A stable staking solution would need to pay rewards in a stable token.
A token provides security for its network. If you have a public blockchain that tokenized real-estate. And let’s assume it has $200M worth of tokenized real-estate. However, the underlying token staking value is worth $2M. Then in a staking model, it would cost you ~$2M to attack an object of value equal to $200M. The value of the underlying securitized token is what protects the network and its assets. So the value of the underlying security assets, should exceed, or at least match, the value of the managed assets.
A linearly scalable network would require to accept multiple collateral types.

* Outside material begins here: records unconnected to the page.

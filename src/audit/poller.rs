use std::sync::Arc;
use tokio::time::Instant;
use thiserror::Error;
use tracing::{debug, info, warn};

use crate::audit::task::{AuditTask, TaskStatus};
use crate::backend::AuditBackend;
use crate::utils::metrics::PollMetrics;

/// Fallback text when the backend fails a task without saying why
pub const GENERIC_FAILURE_MESSAGE: &str = "The audit failed without an error message";

/// Lifecycle of the poller for one task
#[derive(Debug, Clone, Copy, PartialEq, Eq)]
pub enum PollerState {
    Idle,
    Polling,
    Completed,
    Failed,
    Cancelled,
    TimedOut,
}

/// Inputs that drive [`PollerState`] transitions
#[derive(Debug, Clone, Copy, PartialEq, Eq)]
pub enum PollerEvent {
    Start,
    Snapshot(TaskStatus),
    TransientError,
    Cancel,
    Timeout,
}

#[derive(Debug, Clone, Copy, PartialEq, Eq, Error)]
#[error("illegal poller transition from {from:?} on {event:?}")]
pub struct IllegalTransition {
    pub from: PollerState,
    pub event: PollerEvent,
}

impl PollerState {
    pub fn is_terminal(self) -> bool {
        !matches!(self, PollerState::Idle | PollerState::Polling)
    }

    /// Transition table
    pub fn on(self, event: PollerEvent) -> Result<PollerState, IllegalTransition> {
        use PollerEvent as E;
        use PollerState as S;

        let next = match (self, event) {
            (S::Idle, E::Start) => S::Polling,
            (S::Idle, E::Cancel) => S::Cancelled,

            (S::Polling, E::Snapshot(TaskStatus::Completed)) => S::Completed,
            (S::Polling, E::Snapshot(TaskStatus::Failed)) => S::Failed,
            (S::Polling, E::Snapshot(TaskStatus::Cancelled)) => S::Cancelled,
            (S::Polling, E::Snapshot(_)) => S::Polling,
            (S::Polling, E::TransientError) => S::Polling,
            (S::Polling, E::Cancel) => S::Cancelled,
            (S::Polling, E::Timeout) => S::TimedOut,

            (from, event) => return Err(IllegalTransition { from, event }),
        };
        Ok(next)
    }
}

/// User-facing notification produced on terminal transitions
#[derive(Debug, Clone, PartialEq, Eq)]
pub enum Notification {
    Success(String),
    Failure(String),
}

impl Notification {
    pub fn message(&self) -> &str {
        match self {
            Notification::Success(message) | Notification::Failure(message) => message,
        }
    }
}

/// Result of one poll round-trip
#[derive(Debug, Clone, PartialEq)]
pub enum TickOutcome {
    Progress(AuditTask),
    Completed(AuditTask, Notification),
    Failed(AuditTask, Notification),
    Cancelled(AuditTask),
    TransientError { consecutive: u32 },
}

/// Sole writer of the task state while it is in flight
pub struct StatusPoller {
    backend: Arc<dyn AuditBackend>,
    task: AuditTask,
    state: PollerState,
    attempts: u64,
    consecutive_failures: u32,
    metrics: PollMetrics,
}

impl StatusPoller {
    pub fn new(backend: Arc<dyn AuditBackend>, task: AuditTask) -> Self {
        Self {
            backend,
            task,
            state: PollerState::Idle,
            attempts: 0,
            consecutive_failures: 0,
            metrics: PollMetrics::new(),
        }
    }

    pub fn state(&self) -> PollerState {
        self.state
    }

    pub fn task(&self) -> &AuditTask {
        &self.task
    }

    pub fn attempts(&self) -> u64 {
        self.attempts
    }

    pub fn metrics(&self) -> &PollMetrics {
        &self.metrics
    }

    /// Move from `Idle` to `Polling`
    pub fn start(&mut self) -> Result<(), IllegalTransition> {
        self.transition(PollerEvent::Start)
    }

    fn transition(&mut self, event: PollerEvent) -> Result<(), IllegalTransition> {
        let next = self.state.on(event)?;
        if next != self.state {
            debug!("Poller for {}: {:?} -> {:?}", self.task.task_id, self.state, next);
        }
        self.state = next;
        Ok(())
    }

    /// Perform exactly one `audit-status` round-trip.
    ///
    /// Network and backend errors are swallowed and reported as
    /// [`TickOutcome::TransientError`]; the poller stays in `Polling`.
    pub async fn tick(&mut self) -> Result<TickOutcome, IllegalTransition> {
        if self.state != PollerState::Polling {
            return Err(IllegalTransition {
                from: self.state,
                event: PollerEvent::TransientError,
            });
        }

        self.attempts += 1;
        let started = Instant::now();
        let result = self.backend.audit_status(&self.task.task_id).await;
        let elapsed = started.elapsed();

        let snapshot = match result {
            Ok(snapshot) => snapshot,
            Err(e) => {
                self.metrics.record_failure(elapsed);
                self.consecutive_failures += 1;
                warn!(
                    kind = e.kind(),
                    attempt = self.attempts,
                    "Status poll for {} failed: {}",
                    self.task.task_id,
                    e
                );
                self.transition(PollerEvent::TransientError)?;
                return Ok(TickOutcome::TransientError {
                    consecutive: self.consecutive_failures,
                });
            }
        };

        if !self.task.apply(&snapshot) {
            // Answer for some other task; nothing usable this tick
            self.metrics.record_failure(elapsed);
            self.consecutive_failures += 1;
            warn!("Discarding status of {} while polling {}", snapshot.task_id, self.task.task_id);
            return Ok(TickOutcome::TransientError {
                consecutive: self.consecutive_failures,
            });
        }
        self.metrics.record_success(elapsed);
        self.consecutive_failures = 0;
        self.transition(PollerEvent::Snapshot(snapshot.status))?;

        let outcome = match self.state {
            PollerState::Completed => {
                let message = format!("Audit completed: {} pages scanned", self.task.pages_scanned);
                info!("{} ({})", message, self.task.task_id);
                TickOutcome::Completed(self.task.clone(), Notification::Success(message))
            }
            PollerState::Failed => {
                let message = self
                    .task
                    .error_message
                    .clone()
                    .filter(|m| !m.trim().is_empty())
                    .unwrap_or_else(|| GENERIC_FAILURE_MESSAGE.to_string());
                warn!("Audit {} failed: {}", self.task.task_id, message);
                TickOutcome::Failed(self.task.clone(), Notification::Failure(message))
            }
            PollerState::Cancelled => {
                info!("Audit {} was cancelled by the backend", self.task.task_id);
                TickOutcome::Cancelled(self.task.clone())
            }
            _ => {
                debug!(
                    "Audit {} {} [{}] {}/{} pages, {}%",
                    self.task.task_id,
                    self.task.status,
                    self.task.stage.label(),
                    self.task.pages_scanned,
                    self.task.estimated_total_pages,
                    self.task.progress
                );
                TickOutcome::Progress(self.task.clone())
            }
        };

        Ok(outcome)
    }
}

#[cfg(test)]
mod tests {
    use super::*;
    use crate::audit::task::{StatusSnapshot, TaskId};
    use crate::backend::{BackendError, MockAuditBackend};

    fn snapshot(status: TaskStatus, scanned: u32) -> StatusSnapshot {
        StatusSnapshot {
            task_id: TaskId::new("abc123"),
            url: "https://example.com/".to_string(),
            status,
            pages_scanned: scanned,
            total_pages: 12,
            progress: None,
            stage: None,
            current_url: None,
            error_message: None,
        }
    }

    fn poller(backend: MockAuditBackend) -> StatusPoller {
        let task = AuditTask::pending(TaskId::new("abc123"), "https://example.com/");
        let mut poller = StatusPoller::new(Arc::new(backend), task);
        poller.start().unwrap();
        poller
    }

    #[test]
    fn test_transition_table() {
        use PollerEvent as E;
        use PollerState as S;

        assert_eq!(S::Idle.on(E::Start), Ok(S::Polling));
        assert_eq!(S::Polling.on(E::Snapshot(TaskStatus::Processing)), Ok(S::Polling));
        assert_eq!(S::Polling.on(E::Snapshot(TaskStatus::Pending)), Ok(S::Polling));
        assert_eq!(S::Polling.on(E::TransientError), Ok(S::Polling));
        assert_eq!(S::Polling.on(E::Snapshot(TaskStatus::Completed)), Ok(S::Completed));
        assert_eq!(S::Polling.on(E::Snapshot(TaskStatus::Failed)), Ok(S::Failed));
        assert_eq!(S::Polling.on(E::Snapshot(TaskStatus::Cancelled)), Ok(S::Cancelled));
        assert_eq!(S::Polling.on(E::Timeout), Ok(S::TimedOut));
        assert_eq!(S::Polling.on(E::Cancel), Ok(S::Cancelled));
    }

    #[test]
    fn test_terminal_states_accept_nothing() {
        use PollerEvent as E;
        use PollerState as S;

        for state in [S::Completed, S::Failed, S::Cancelled, S::TimedOut] {
            assert!(state.is_terminal());
            for event in [E::Start, E::Snapshot(TaskStatus::Processing), E::TransientError, E::Cancel, E::Timeout] {
                assert_eq!(state.on(event), Err(IllegalTransition { from: state, event }));
            }
        }
        assert!(S::Idle.on(E::Timeout).is_err());
        assert!(S::Idle.on(E::Snapshot(TaskStatus::Completed)).is_err());
    }

    #[tokio::test]
    async fn test_tick_without_start_is_illegal() {
        let backend = MockAuditBackend::new();
        let task = AuditTask::pending(TaskId::new("abc123"), "https://example.com/");
        let mut poller = StatusPoller::new(Arc::new(backend), task);

        assert!(poller.tick().await.is_err());
        assert_eq!(poller.attempts(), 0);
    }

    #[tokio::test]
    async fn test_progress_tick_keeps_polling() {
        let mut backend = MockAuditBackend::new();
        backend
            .expect_audit_status()
            .times(1)
            .returning(|_| Ok(snapshot(TaskStatus::Processing, 5)));

        let mut poller = poller(backend);
        let outcome = poller.tick().await.unwrap();

        assert!(matches!(outcome, TickOutcome::Progress(ref task) if task.pages_scanned == 5));
        assert_eq!(poller.state(), PollerState::Polling);
    }

    #[tokio::test]
    async fn test_completed_tick_notifies_page_count() {
        let mut backend = MockAuditBackend::new();
        backend
            .expect_audit_status()
            .returning(|_| Ok(snapshot(TaskStatus::Completed, 12)));

        let mut poller = poller(backend);
        let outcome = poller.tick().await.unwrap();

        assert_eq!(poller.state(), PollerState::Completed);
        match outcome {
            TickOutcome::Completed(task, Notification::Success(message)) => {
                assert_eq!(task.pages_scanned, 12);
                assert_eq!(message, "Audit completed: 12 pages scanned");
            }
            other => panic!("unexpected outcome {:?}", other),
        }
        assert!(poller.tick().await.is_err());
    }

    #[tokio::test]
    async fn test_failed_tick_uses_fallback_message() {
        let mut backend = MockAuditBackend::new();
        backend
            .expect_audit_status()
            .returning(|_| Ok(snapshot(TaskStatus::Failed, 2)));

        let mut poller = poller(backend);
        let outcome = poller.tick().await.unwrap();

        assert_eq!(
            outcome,
            TickOutcome::Failed(
                poller.task().clone(),
                Notification::Failure(GENERIC_FAILURE_MESSAGE.to_string())
            )
        );
    }

    #[tokio::test]
    async fn test_transient_error_is_swallowed() {
        let mut backend = MockAuditBackend::new();
        let mut seq = mockall::Sequence::new();
        backend
            .expect_audit_status()
            .times(2)
            .in_sequence(&mut seq)
            .returning(|_| Err(BackendError::Transport("connection reset".to_string())));
        backend
            .expect_audit_status()
            .times(1)
            .in_sequence(&mut seq)
            .returning(|_| Ok(snapshot(TaskStatus::Processing, 3)));

        let mut poller = poller(backend);
        assert_eq!(poller.tick().await.unwrap(), TickOutcome::TransientError { consecutive: 1 });
        assert_eq!(poller.tick().await.unwrap(), TickOutcome::TransientError { consecutive: 2 });
        assert!(matches!(poller.tick().await.unwrap(), TickOutcome::Progress(_)));

        assert_eq!(poller.state(), PollerState::Polling);
        assert_eq!(poller.attempts(), 3);
        assert_eq!(poller.metrics().failures(), 2);
        assert_eq!(poller.metrics().longest_failure_streak(), 2);
    }

    #[tokio::test]
    async fn test_status_of_other_task_counts_as_failure() {
        let mut backend = MockAuditBackend::new();
        let mut seq = mockall::Sequence::new();
        backend
            .expect_audit_status()
            .times(2)
            .in_sequence(&mut seq)
            .returning(|_| {
                let mut other = snapshot(TaskStatus::Completed, 9);
                other.task_id = TaskId::new("other");
                Ok(other)
            });
        backend
            .expect_audit_status()
            .times(1)
            .in_sequence(&mut seq)
            .returning(|_| Ok(snapshot(TaskStatus::Processing, 3)));

        let mut poller = poller(backend);
        assert_eq!(poller.tick().await.unwrap(), TickOutcome::TransientError { consecutive: 1 });
        assert_eq!(poller.tick().await.unwrap(), TickOutcome::TransientError { consecutive: 2 });
        assert_eq!(poller.state(), PollerState::Polling);
        assert_eq!(poller.task().pages_scanned, 0);
        assert_eq!(poller.metrics().failures(), 2);
        assert_eq!(poller.metrics().longest_failure_streak(), 2);

        assert!(matches!(poller.tick().await.unwrap(), TickOutcome::Progress(_)));
        assert_eq!(poller.metrics().attempts(), 3);
        assert_eq!(poller.metrics().failures(), 2);
    }
}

The role of a token as a layer 1 network is network security. It offers a numeric value that must be overpowered to gain control of the network. With more DeFi offerings there are very competitive interest and reward rates to cannibalize the underlying network securing token into DeFi instead. This split reducing network security, and reducing DeFi liquidity.
An effective layer 1 solution needs to combine both of these practices.
Each new DeFi solution competes with each other over fees, and collateral. Increased fees, lead to increased collateral. Users need to move their collateral from one solution to the next to micromanage where they get the most benefit and rewards.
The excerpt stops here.